Required work> Copy all of the data below without altering a single line.

Extracted data entries
++++

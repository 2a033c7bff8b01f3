use clap::{Parser, Subcommand};
use tracing_subscriber::EnvFilter;

mod commands;

#[derive(Parser)]
#[command(name = "focusfence-cli", version, about = "Focusfence CLI")]
struct Cli {
    #[command(subcommand)]
    command: Commands,
}

#[derive(Subcommand)]
enum Commands {
    /// Configuration management
    Config {
        #[command(subcommand)]
        action: commands::config::ConfigAction,
    },
    /// Configured and subject-owned presets
    Preset {
        #[command(subcommand)]
        action: commands::preset::PresetAction,
    },
    /// Focus statistics
    Stats {
        #[command(subcommand)]
        action: commands::stats::StatsAction,
    },
    /// Run a session against an in-memory world and print what happens
    Simulate(commands::simulate::SimulateArgs),
}

fn init_tracing() {
    let filter = EnvFilter::try_from_default_env().unwrap_or_else(|_| EnvFilter::new("info"));
    tracing_subscriber::fmt()
        .with_env_filter(filter)
        .with_writer(std::io::stderr)
        .init();
}

fn main() {
    init_tracing();

    let cli = Cli::parse();
    let result = match cli.command {
        Commands::Config { action } => commands::config::run(action),
        Commands::Preset { action } => commands::preset::run(action),
        Commands::Stats { action } => commands::stats::run(action),
        Commands::Simulate(args) => commands::simulate::run(args),
    };

    if let Err(e) = result {
        eprintln!("error: {e}");
        std::process::exit(1);
    }
}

++++

Result below>
repository 2a033c7bff8b01f3
use clap::{Parser, Subcommand};
use tracing_subscriber::EnvFilter;

mod commands;

#[derive(Parser)]
#[command(name = "focusfence-cli", version, about = "Focusfence CLI")]
struct Cli {
    #[command(subcommand)]
    command: Commands,
}

#[derive(Subcommand)]
enum Commands {
    /// Configuration management
    Config {
        #[command(subcommand)]
        action: commands::config::ConfigAction,
    },
    /// Configured and subject-owned presets
    Preset {
        #[command(subcommand)]
        action: commands::preset::PresetAction,
    },
    /// Focus statistics
    Stats {
        #[command(subcommand)]
        action: commands::stats::StatsAction,
    },
    /// Run a session against an in-memory world and print what happens
    Simulate(commands::simulate::SimulateArgs),
}

fn init_tracing() {
    let filter = EnvFilter::try_from_default_env().unwrap_or_else(|_| EnvFilter::new("info"));
    tracing_subscriber::fmt()
        .with_env_filter(filter)
        .with_writer(std::io::stderr)
        .init();
}

fn main() {
    init_tracing();

    let cli = Cli::parse();
    let result = match cli.command {
        Commands::Config { action } => commands::config::run(action),
        Commands::Preset { action } => commands::preset::run(action),
        Commands::Stats { action } => commands::stats::run(action),
        Commands::Simulate(args) => commands::simulate::run(args),
    };

    if let Err(e) = result {
        eprintln!("error: {e}");
        std::process::exit(1);
    }
}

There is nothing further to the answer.